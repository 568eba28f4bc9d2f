use crate::{Error, Result};

pub const MAGIC: u32 = 0x49584653; // "IXFS" in ASCII
pub const FORMAT_VERSION: u32 = 1;

pub const BLOCK_SIZE: usize = 1024; // 1 KiB
pub const DISK_SIZE: usize = 64 * 1024 * 1024; // 64 MiB
pub const NUM_BLOCKS: usize = DISK_SIZE / BLOCK_SIZE;
pub const MAX_FILES: usize = 128; // Number of directory slots
pub const MAX_FILE_NAME_LEN: usize = 64;

pub const CONTENT_MASK_KEY: u8 = b'K'; // Applied to file contents as they are written
pub const IMAGE_MASK_KEY: u8 = b'k'; // Applied to the whole block region when saving masked

pub const SUPERBLOCK_SIZE: usize = 64;
pub const DIR_RECORD_SIZE: usize = 88; // name + start + blocks + len + flags + reserved
pub const NO_BLOCK: u32 = u32::MAX; // On-disk encoding of an unset start block

/// Sizing of a virtual disk.
#[derive(Debug, Clone, Copy, PartialEq, Eq)]
pub struct Geometry {
    pub block_size: usize,
    pub num_blocks: usize,
    pub max_files: usize,
}

impl Geometry {
    pub fn new(block_size: usize, num_blocks: usize, max_files: usize) -> Result<Self> {
        let geometry = Self { block_size, num_blocks, max_files };
        geometry.validate()?;
        Ok(geometry)
    }

    pub fn validate(&self) -> Result<()> {
        if self.block_size == 0 || self.block_size > u32::MAX as usize {
            return Err(Error::InvalidArgument("block size must be in 1..=u32::MAX"));
        }
        // NO_BLOCK is reserved, so the highest index must stay below it.
        if self.num_blocks == 0 || self.num_blocks >= NO_BLOCK as usize {
            return Err(Error::InvalidArgument("block count must be in 1..u32::MAX"));
        }
        if self.max_files == 0 || self.max_files > u32::MAX as usize {
            return Err(Error::InvalidArgument("slot count must be in 1..=u32::MAX"));
        }
        if self.block_size.checked_mul(self.num_blocks).is_none() {
            return Err(Error::InvalidArgument("disk size overflows usize"));
        }
        Ok(())
    }

    /// Size in bytes of the raw block region.
    pub fn disk_size(&self) -> usize {
        self.block_size * self.num_blocks
    }

    /// Number of blocks needed to hold `len` bytes.
    pub fn blocks_for(&self, len: usize) -> usize {
        len.div_ceil(self.block_size)
    }
}

impl Default for Geometry {
    fn default() -> Self {
        Self {
            block_size: BLOCK_SIZE,
            num_blocks: NUM_BLOCKS,
            max_files: MAX_FILES,
        }
    }
}

/// Everything a [`FileSystem`](crate::FileSystem) needs besides its device.
#[derive(Debug, Clone, Copy, Default, PartialEq, Eq)]
pub struct Config {
    pub geometry: Geometry,
    /// Mask the block region on every automatic save.
    pub mask_image: bool,
}

impl Config {
    pub fn new(geometry: Geometry) -> Self {
        Self { geometry, mask_image: false }
    }

    pub fn masked(mut self) -> Self {
        self.mask_image = true;
        self
    }
}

TASK TO CARRY OUT:
Output the records exactly, so that each line matches what was given.

RESPONSE AREA:
repository 568eba28f4bc9d2f
use crate::{Error, Result};

pub const MAGIC: u32 = 0x49584653; // "IXFS" in ASCII
pub const FORMAT_VERSION: u32 = 1;

pub const BLOCK_SIZE: usize = 1024; // 1 KiB
pub const DISK_SIZE: usize = 64 * 1024 * 1024; // 64 MiB
pub const NUM_BLOCKS: usize = DISK_SIZE / BLOCK_SIZE;
pub const MAX_FILES: usize = 128; // Number of directory slots
pub const MAX_FILE_NAME_LEN: usize = 64;

pub const CONTENT_MASK_KEY: u8 = b'K'; // Applied to file contents as they are written
pub const IMAGE_MASK_KEY: u8 = b'k'; // Applied to the whole block region when saving masked

pub const SUPERBLOCK_SIZE: usize = 64;
pub const DIR_RECORD_SIZE: usize = 88; // name + start + blocks + len + flags + reserved
pub const NO_BLOCK: u32 = u32::MAX; // On-disk encoding of an unset start block

/// Sizing of a virtual disk.
#[derive(Debug, Clone, Copy, PartialEq, Eq)]
pub struct Geometry {
    pub block_size: usize,
    pub num_blocks: usize,
    pub max_files: usize,
}

impl Geometry {
    pub fn new(block_size: usize, num_blocks: usize, max_files: usize) -> Result<Self> {
        let geometry = Self { block_size, num_blocks, max_files };
        geometry.validate()?;
        Ok(geometry)
    }

    pub fn validate(&self) -> Result<()> {
        if self.block_size == 0 || self.block_size > u32::MAX as usize {
            return Err(Error::InvalidArgument("block size must be in 1..=u32::MAX"));
        }
        // NO_BLOCK is reserved, so the highest index must stay below it.
        if self.num_blocks == 0 || self.num_blocks >= NO_BLOCK as usize {
            return Err(Error::InvalidArgument("block count must be in 1..u32::MAX"));
        }
        if self.max_files == 0 || self.max_files > u32::MAX as usize {
            return Err(Error::InvalidArgument("slot count must be in 1..=u32::MAX"));
        }
        if self.block_size.checked_mul(self.num_blocks).is_none() {
            return Err(Error::InvalidArgument("disk size overflows usize"));
        }
        Ok(())
    }

    /// Size in bytes of the raw block region.
    pub fn disk_size(&self) -> usize {
        self.block_size * self.num_blocks
    }

    /// Number of blocks needed to hold `len` bytes.
    pub fn blocks_for(&self, len: usize) -> usize {
        len.div_ceil(self.block_size)
    }
}

impl Default for Geometry {
    fn default() -> Self {
        Self {
            block_size: BLOCK_SIZE,
            num_blocks: NUM_BLOCKS,
            max_files: MAX_FILES,
        }
    }
}

/// Everything a [`FileSystem`](crate::FileSystem) needs besides its device.
#[derive(Debug, Clone, Copy, Default, PartialEq, Eq)]
pub struct Config {
    pub geometry: Geometry,
    /// Mask the block region on every automatic save.
    pub mask_image: bool,
}

impl Config {
    pub fn new(geometry: Geometry) -> Self {
        Self { geometry, mask_image: false }
    }

    pub fn masked(mut self) -> Self {
        self.mask_image = true;
        self
    }
}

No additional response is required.